The data is to be transcribed in full, with nothing missed.

(Saved entries)
========================================================================

//! Production [`BrokerFacade`] implementation backed by a `redis`-protocol
//! server, reached over an auto-reconnecting multiplexed connection.

use std::time::Duration;

use bridge_proto::{keys, DeviceSettings, Nonce, Priority};
use futures_util::stream::BoxStream;
use futures_util::StreamExt;
use redis::aio::ConnectionManager;
use redis::{AsyncCommands, Client, Script};
use tracing::{debug, warn};

use crate::facade::{BrokerFacade, ElectionOutcome, SubmitStatus};

const DEFAULT_TICK: Duration = Duration::from_millis(1);
/// Active-slave token TTL, seconds. Matches the source's `EXPIRE_TIMER`.
const SLAVE_TOKEN_TTL_SECS: u64 = 2;

#[derive(Debug, thiserror::Error)]
pub enum BrokerError {
    #[error("redis error: {0}")]
    Redis(#[from] redis::RedisError),
    #[error("device settings could not be serialized: {0}")]
    Settings(#[from] serde_json::Error),
}

/// Atomic election script.
///
/// Replaces the source's malformed `SETEX key value seconds` call (which
/// transposes the value and TTL arguments) with the semantically intended
/// `SET key value EX seconds` for the HIGH-overwrite branch, and `SET key
/// value NX EX seconds` for the LOW claim branch.
const REFRESH_SLAVE_TOKEN_SCRIPT: &str = r#"
local current = redis.call('GET', KEYS[1])
if current == false then
    redis.call('SET', KEYS[1], ARGV[1], 'EX', ARGV[3])
    return 1
end
if ARGV[1] == ARGV[2] then
    redis.call('SET', KEYS[1], ARGV[1], 'EX', ARGV[3])
    return 1
end
return 0
"#;

/// Atomic pickup script: returns the pending request iff it exists, the
/// active-slave token matches our priority, and the listen nonce matches.
const PICKUP_SCRIPT: &str = r#"
if redis.call('EXISTS', KEYS[1]) == 0 then
    return false
end
local status = redis.call('GET', KEYS[3])
if status ~= ARGV[2] then
    return false
end
if redis.call('GET', KEYS[2]) ~= ARGV[1] then
    return false
end
return redis.call('GET', KEYS[1])
"#;

/// Atomic submit script: stale nonce -> -1, duplicate reply -> -2, else
/// stores the payload and returns 1.
const SUBMIT_REPLY_SCRIPT: &str = r#"
if redis.call('GET', KEYS[1]) ~= ARGV[1] then
    return -1
end
if redis.call('EXISTS', KEYS[2]) == 1 then
    return -2
end
redis.call('SET', KEYS[2], ARGV[2])
return 1
"#;

#[derive(Clone)]
pub struct RedisBroker {
    client: Client,
    manager: ConnectionManager,
}

impl RedisBroker {
    pub async fn connect(url: &str) -> Result<Self, BrokerError> {
        let client = Client::open(url)?;
        let manager = client.get_connection_manager().await?;
        Ok(Self { client, manager })
    }
}

impl BrokerFacade for RedisBroker {
    type Error = BrokerError;

    async fn publish_request(
        &self,
        stream: &str,
        data: &[u8],
        settings: &DeviceSettings,
        nonce: &Nonce,
    ) -> Result<(), Self::Error> {
        let settings_bytes = settings.to_json_bytes();
        let mut conn = self.manager.clone();
        redis::pipe()
            .atomic()
            .del(keys::up_data(stream))
            .ignore()
            .set(keys::up_listen(stream), nonce.as_str())
            .ignore()
            .set(keys::down_data(stream), data)
            .ignore()
            .publish(keys::up_listen(stream), nonce.as_str())
            .ignore()
            .set(keys::device_comm_settings(stream), settings_bytes)
            .ignore()
            .query_async::<()>(&mut conn)
            .await?;
        debug!(%stream, %nonce, "published request");
        Ok(())
    }

    async fn await_reply(
        &self,
        stream: &str,
        nonce: &Nonce,
        timeout: Duration,
    ) -> Result<bool, Self::Error> {
        let mut conn = self.manager.clone();
        loop {
            let exists: bool = conn.exists(keys::up_data(stream)).await?;
            if exists {
                return Ok(true);
            }
            if nonce.elapsed() > timeout {
                return Ok(false);
            }
            tokio::time::sleep(DEFAULT_TICK).await;
        }
    }

    async fn consume_reply(&self, stream: &str) -> Result<Option<Vec<u8>>, Self::Error> {
        let mut conn = self.manager.clone();
        let (_, _, reply): (i64, i64, Option<Vec<u8>>) = redis::pipe()
            .atomic()
            .del(keys::down_data(stream))
            .del(keys::up_listen(stream))
            .get(keys::up_data(stream))
            .query_async(&mut conn)
            .await?;
        Ok(reply)
    }

    async fn pickup(
        &self,
        stream: &str,
        nonce: &Nonce,
        priority: Priority,
    ) -> Result<Option<(Vec<u8>, DeviceSettings)>, Self::Error> {
        let mut conn = self.manager.clone();
        let payload: Option<Vec<u8>> = Script::new(PICKUP_SCRIPT)
            .key(keys::down_data(stream))
            .key(keys::up_listen(stream))
            .key(keys::slave(stream))
            .arg(nonce.as_str())
            .arg(priority.as_str())
            .invoke_async(&mut conn)
            .await?;

        let Some(payload) = payload else {
            return Ok(None);
        };

        let settings_bytes: Option<Vec<u8>> =
            conn.get(keys::device_comm_settings(stream)).await?;
        let settings = match settings_bytes {
            Some(bytes) => DeviceSettings::from_json_bytes(&bytes).unwrap_or_else(|e| {
                warn!(error = %e, "unparseable device settings, ignoring");
                DeviceSettings::empty()
            }),
            None => DeviceSettings::empty(),
        };

        Ok(Some((payload, settings)))
    }

    async fn submit_reply(
        &self,
        stream: &str,
        nonce: &Nonce,
        payload: &[u8],
    ) -> Result<SubmitStatus, Self::Error> {
        let mut conn = self.manager.clone();
        let status: i64 = Script::new(SUBMIT_REPLY_SCRIPT)
            .key(keys::up_listen(stream))
            .key(keys::up_data(stream))
            .arg(nonce.as_str())
            .arg(payload)
            .invoke_async(&mut conn)
            .await?;
        Ok(match status {
            1 => SubmitStatus::Accepted,
            -2 => SubmitStatus::AlreadyAnswered,
            _ => SubmitStatus::Stale,
        })
    }

    async fn refresh_slave_token(
        &self,
        stream: &str,
        priority: Priority,
    ) -> Result<ElectionOutcome, Self::Error> {
        let mut conn = self.manager.clone();
        let status: i64 = Script::new(REFRESH_SLAVE_TOKEN_SCRIPT)
            .key(keys::slave(stream))
            .arg(priority.as_str())
            .arg(Priority::High.as_str())
            .arg(SLAVE_TOKEN_TTL_SECS)
            .invoke_async(&mut conn)
            .await?;
        Ok(if status == 1 {
            ElectionOutcome::Granted
        } else {
            ElectionOutcome::Denied
        })
    }

    async fn subscribe(&self, stream: &str) -> Result<BoxStream<'static, Nonce>, Self::Error> {
        let mut pubsub = self.client.get_async_pubsub().await?;
        pubsub.subscribe(keys::up_listen(stream)).await?;
        let nonces = pubsub.into_on_message().filter_map(|msg| async move {
            let payload: redis::RedisResult<String> = msg.get_payload();
            match payload {
                Ok(text) => text.parse::<Nonce>().ok(),
                Err(e) => {
                    warn!(error = %e, "dropping unparseable pubsub payload");
                    None
                }
            }
        });
        Ok(Box::pin(nonces))
    }
}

========================================================================

#### EXERCISE OUTPUT:
//! Production [`BrokerFacade`] implementation backed by a `redis`-protocol
//! server, reached over an auto-reconnecting multiplexed connection.

use std::time::Duration;

use bridge_proto::{keys, DeviceSettings, Nonce, Priority};
use futures_util::stream::BoxStream;
use futures_util::StreamExt;
use redis::aio::ConnectionManager;
use redis::{AsyncCommands, Client, Script};
use tracing::{debug, warn};

use crate::facade::{BrokerFacade, ElectionOutcome, SubmitStatus};

const DEFAULT_TICK: Duration = Duration::from_millis(1);
/// Active-slave token TTL, seconds. Matches the source's `EXPIRE_TIMER`.
const SLAVE_TOKEN_TTL_SECS: u64 = 2;

#[derive(Debug, thiserror::Error)]
pub enum BrokerError {
    #[error("redis error: {0}")]
    Redis(#[from] redis::RedisError),
    #[error("device settings could not be serialized: {0}")]
    Settings(#[from] serde_json::Error),
}

/// Atomic election script.
///
/// Replaces the source's malformed `SETEX key value seconds` call (which
/// transposes the value and TTL arguments) with the semantically intended
/// `SET key value EX seconds` for the HIGH-overwrite branch, and `SET key
/// value NX EX seconds` for the LOW claim branch.
const REFRESH_SLAVE_TOKEN_SCRIPT: &str = r#"
local current = redis.call('GET', KEYS[1])
if current == false then
    redis.call('SET', KEYS[1], ARGV[1], 'EX', ARGV[3])
    return 1
end
if ARGV[1] == ARGV[2] then
    redis.call('SET', KEYS[1], ARGV[1], 'EX', ARGV[3])
    return 1
end
return 0
"#;

/// Atomic pickup script: returns the pending request iff it exists, the
/// active-slave token matches our priority, and the listen nonce matches.
const PICKUP_SCRIPT: &str = r#"
if redis.call('EXISTS', KEYS[1]) == 0 then
    return false
end
local status = redis.call('GET', KEYS[3])
if status ~= ARGV[2] then
    return false
end
if redis.call('GET', KEYS[2]) ~= ARGV[1] then
    return false
end
return redis.call('GET', KEYS[1])
"#;

/// Atomic submit script: stale nonce -> -1, duplicate reply -> -2, else
/// stores the payload and returns 1.
const SUBMIT_REPLY_SCRIPT: &str = r#"
if redis.call('GET', KEYS[1]) ~= ARGV[1] then
    return -1
end
if redis.call('EXISTS', KEYS[2]) == 1 then
    return -2
end
redis.call('SET', KEYS[2], ARGV[2])
return 1
"#;

#[derive(Clone)]
pub struct RedisBroker {
    client: Client,
    manager: ConnectionManager,
}

impl RedisBroker {
    pub async fn connect(url: &str) -> Result<Self, BrokerError> {
        let client = Client::open(url)?;
        let manager = client.get_connection_manager().await?;
        Ok(Self { client, manager })
    }
}

impl BrokerFacade for RedisBroker {
    type Error = BrokerError;

    async fn publish_request(
        &self,
        stream: &str,
        data: &[u8],
        settings: &DeviceSettings,
        nonce: &Nonce,
    ) -> Result<(), Self::Error> {
        let settings_bytes = settings.to_json_bytes();
        let mut conn = self.manager.clone();
        redis::pipe()
            .atomic()
            .del(keys::up_data(stream))
            .ignore()
            .set(keys::up_listen(stream), nonce.as_str())
            .ignore()
            .set(keys::down_data(stream), data)
            .ignore()
            .publish(keys::up_listen(stream), nonce.as_str())
            .ignore()
            .set(keys::device_comm_settings(stream), settings_bytes)
            .ignore()
            .query_async::<()>(&mut conn)
            .await?;
        debug!(%stream, %nonce, "published request");
        Ok(())
    }

    async fn await_reply(
        &self,
        stream: &str,
        nonce: &Nonce,
        timeout: Duration,
    ) -> Result<bool, Self::Error> {
        let mut conn = self.manager.clone();
        loop {
            let exists: bool = conn.exists(keys::up_data(stream)).await?;
            if exists {
                return Ok(true);
            }
            if nonce.elapsed() > timeout {
                return Ok(false);
            }
            tokio::time::sleep(DEFAULT_TICK).await;
        }
    }

    async fn consume_reply(&self, stream: &str) -> Result<Option<Vec<u8>>, Self::Error> {
        let mut conn = self.manager.clone();
        let (_, _, reply): (i64, i64, Option<Vec<u8>>) = redis::pipe()
            .atomic()
            .del(keys::down_data(stream))
            .del(keys::up_listen(stream))
            .get(keys::up_data(stream))
            .query_async(&mut conn)
            .await?;
        Ok(reply)
    }

    async fn pickup(
        &self,
        stream: &str,
        nonce: &Nonce,
        priority: Priority,
    ) -> Result<Option<(Vec<u8>, DeviceSettings)>, Self::Error> {
        let mut conn = self.manager.clone();
        let payload: Option<Vec<u8>> = Script::new(PICKUP_SCRIPT)
            .key(keys::down_data(stream))
            .key(keys::up_listen(stream))
            .key(keys::slave(stream))
            .arg(nonce.as_str())
            .arg(priority.as_str())
            .invoke_async(&mut conn)
            .await?;

        let Some(payload) = payload else {
            return Ok(None);
        };

        let settings_bytes: Option<Vec<u8>> =
            conn.get(keys::device_comm_settings(stream)).await?;
        let settings = match settings_bytes {
            Some(bytes) => DeviceSettings::from_json_bytes(&bytes).unwrap_or_else(|e| {
                warn!(error = %e, "unparseable device settings, ignoring");
                DeviceSettings::empty()
            }),
            None => DeviceSettings::empty(),
        };

        Ok(Some((payload, settings)))
    }

    async fn submit_reply(
        &self,
        stream: &str,
        nonce: &Nonce,
        payload: &[u8],
    ) -> Result<SubmitStatus, Self::Error> {
        let mut conn = self.manager.clone();
        let status: i64 = Script::new(SUBMIT_REPLY_SCRIPT)
            .key(keys::up_listen(stream))
            .key(keys::up_data(stream))
            .arg(nonce.as_str())
            .arg(payload)
            .invoke_async(&mut conn)
            .await?;
        Ok(match status {
            1 => SubmitStatus::Accepted,
            -2 => SubmitStatus::AlreadyAnswered,
            _ => SubmitStatus::Stale,
        })
    }

    async fn refresh_slave_token(
        &self,
        stream: &str,
        priority: Priority,
    ) -> Result<ElectionOutcome, Self::Error> {
        let mut conn = self.manager.clone();
        let status: i64 = Script::new(REFRESH_SLAVE_TOKEN_SCRIPT)
            .key(keys::slave(stream))
            .arg(priority.as_str())
            .arg(Priority::High.as_str())
            .arg(SLAVE_TOKEN_TTL_SECS)
            .invoke_async(&mut conn)
            .await?;
        Ok(if status == 1 {
            ElectionOutcome::Granted
        } else {
            ElectionOutcome::Denied
        })
    }

    async fn subscribe(&self, stream: &str) -> Result<BoxStream<'static, Nonce>, Self::Error> {
        let mut pubsub = self.client.get_async_pubsub().await?;
        pubsub.subscribe(keys::up_listen(stream)).await?;
        let nonces = pubsub.into_on_message().filter_map(|msg| async move {
            let payload: redis::RedisResult<String> = msg.get_payload();
            match payload {
                Ok(text) => text.parse::<Nonce>().ok(),
                Err(e) => {
                    warn!(error = %e, "dropping unparseable pubsub payload");
                    None
                }
            }
        });
        Ok(Box::pin(nonces))
    }
}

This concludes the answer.